Yasmin Akter Bipasha, a researcher affiliated with Westcliff University in the United States and Bangladesh University of Professionals, has contributed to the growing field of financial technology through her research paper titled “Stock Market Prediction Using LSTM.”
In this work, she addresses one of the most persistent challenges faced by investors in Bangladesh and around the world—the difficulty of accurately predicting stock prices in markets characterized by noise, uncertainty, and rapid change.
Beginning with a clear explanation of why traditional statistical models often fall short in capturing complex market behavior, her research gradually introduces Long Short-Term Memory (LSTM), a deep learning model specifically designed to handle time-series data and long-term dependencies.
Using real historical stock data from major global technology companies such as Apple, Amazon, Google, and Microsoft, the study demonstrates how LSTM models can more effectively capture temporal patterns in stock prices compared to conventional methods.
The significance of this research lies in its practical relevance: for developing markets like Bangladesh, where retail investors are increasingly entering the stock market with limited analytical tools, LSTM-based prediction models offer a data-driven approach to improve decision-making and risk management.

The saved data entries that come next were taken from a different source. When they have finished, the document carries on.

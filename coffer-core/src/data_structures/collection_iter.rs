//! Detached cursor over a snapshot of a collection.

use crate::data_structures::Collection;
use crate::error::{CollectionError, Result};

// ============================================================================
// CollectionIterator - Cursor over a frozen copy of a collection
// ============================================================================

/// Cursor over a snapshot of any [`Collection`].
///
/// The snapshot is taken once, in [`new`](Self::new), via
/// [`Collection::to_vec`]. The iterator owns that copy, so it neither borrows
/// the source nor sees any later change to it, and [`reset`](Self::reset)
/// replays the same frozen elements.
///
/// # Example
///
/// ```rust
/// use coffer_core::data_structures::{ArrayList, CollectionIterator};
///
/// let list: ArrayList<i32> = (1..=3).collect();
/// let mut iter = CollectionIterator::new(&list);
///
/// let mut seen = Vec::new();
/// while iter.has_next() {
///     seen.push(*iter.next()?);
/// }
/// assert_eq!(seen, vec![1, 2, 3]);
/// assert!(iter.next().is_err());
/// # Ok::<(), coffer_core::CollectionError>(())
/// ```
///
#[derive(Debug, Clone)]
pub struct CollectionIterator<T> {
    elements: Vec<T>,
    position: usize,
}

impl<T> CollectionIterator<T> {
    /// Snapshot `collection` and position the cursor at its first element.
    pub fn new<C>(collection: &C) -> Self
    where
        C: Collection<T> + ?Sized,
        T: Clone,
    {
        CollectionIterator {
            elements: collection.to_vec(),
            position: 0,
        }
    }

    /// Returns true if [`next`](Self::next) will yield an element.
    pub fn has_next(&self) -> bool {
        self.position < self.elements.len()
    }

    /// Return the element under the cursor and advance past it.
    pub fn next(&mut self) -> Result<&T> {
        if !self.has_next() {
            return Err(CollectionError::out_of_bounds(
                self.position,
                self.elements.len(),
            ));
        }
        let index = self.position;
        self.position += 1;
        Ok(&self.elements[index])
    }

    /// Return the element under the cursor without advancing.
    pub fn current(&self) -> Result<&T> {
        self.elements
            .get(self.position)
            .ok_or_else(|| CollectionError::out_of_bounds(self.position, self.elements.len()))
    }

    /// Move the cursor back to the first element of the snapshot.
    pub fn reset(&mut self) {
        self.position = 0;
    }

    /// Number of elements in the snapshot.
    pub fn len(&self) -> usize {
        self.elements.len()
    }

    pub fn is_empty(&self) -> bool {
        self.elements.is_empty()
    }

    /// Number of elements `next` has yet to yield.
    pub fn remaining(&self) -> usize {
        self.elements.len() - self.position
    }
}

// ============================================================================
// Tests
// ============================================================================

#[cfg(test)]
mod tests {
    use super::*;
    use crate::data_structures::{
        ArrayList, HashMap, LinkedList, ListCollection, MapCollection, Queue, QueueCollection,
        Stack, StackCollection,
    };

    #[test]
    fn test_read_then_advance() {
        let list: ArrayList<i32> = (1..=3).collect();
        let mut iter = CollectionIterator::new(&list);

        assert_eq!(iter.current(), Ok(&1));
        assert_eq!(iter.next(), Ok(&1));
        assert_eq!(iter.current(), Ok(&2));
        assert_eq!(iter.remaining(), 2);
        assert_eq!(iter.next(), Ok(&2));
        assert_eq!(iter.next(), Ok(&3));

        assert!(!iter.has_next());
        assert_eq!(
            iter.next(),
            Err(CollectionError::OutOfBounds { index: 3, len: 3 })
        );
        assert!(iter.current().unwrap_err().is_out_of_bounds());
        assert_eq!(iter.remaining(), 0);
    }

    #[test]
    fn test_reset_replays_snapshot() {
        let mut list: LinkedList<i32> = (1..=3).collect();
        let mut iter = CollectionIterator::new(&list);
        while iter.has_next() {
            iter.next().unwrap();
        }

        list.clear();
        list.add(99);
        iter.reset();

        let mut replay = Vec::new();
        while iter.has_next() {
            replay.push(*iter.next().unwrap());
        }
        assert_eq!(replay, vec![1, 2, 3]);
    }

    #[test]
    fn test_empty_collection() {
        let stack: Stack<i32> = Stack::new();
        let mut iter = CollectionIterator::new(&stack);

        assert!(iter.is_empty());
        assert!(!iter.has_next());
        assert!(iter.current().is_err());
        assert!(iter.next().is_err());
    }

    #[test]
    fn test_snapshot_order_per_container() {
        let mut stack = Stack::new();
        stack.push("Page 1");
        stack.push("Page 2");
        let iter = CollectionIterator::new(&stack);
        assert_eq!(iter.current(), Ok(&"Page 1"));

        let mut queue = Queue::new();
        queue.enqueue("Customer 1");
        queue.enqueue("Customer 2");
        queue.dequeue().unwrap();
        let iter = CollectionIterator::new(&queue);
        assert_eq!(iter.len(), 1);
        assert_eq!(iter.current(), Ok(&"Customer 2"));
    }

    #[test]
    fn test_map_iterates_values() {
        let mut map = HashMap::new();
        map.put("nim", "123456");
        map.put("nama", "Budi");

        let mut iter = CollectionIterator::new(&map);
        let mut values = Vec::new();
        while iter.has_next() {
            values.push(*iter.next().unwrap());
        }
        values.sort();
        assert_eq!(values, vec!["123456", "Budi"]);
    }

    #[test]
    fn test_from_trait_object() {
        let list: ArrayList<i32> = (0..4).collect();
        let collection: &dyn Collection<i32> = &list;
        let iter = CollectionIterator::new(collection);

        assert_eq!(iter.len(), 4);
    }
}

At the global level, the research contributes to ongoing efforts to integrate artificial intelligence into financial forecasting, supporting more informed investment strategies, reduced uncertainty, and improved market efficiency.
By combining methodological clarity with real-world applicability, Bipasha, also studied in Bangladesh’s University of Professionals, highlighted how machine learning can move stock market analysis beyond speculation toward more reliable, intelligent, and technology-driven financial forecasting systems with lasting impact for both local and international markets.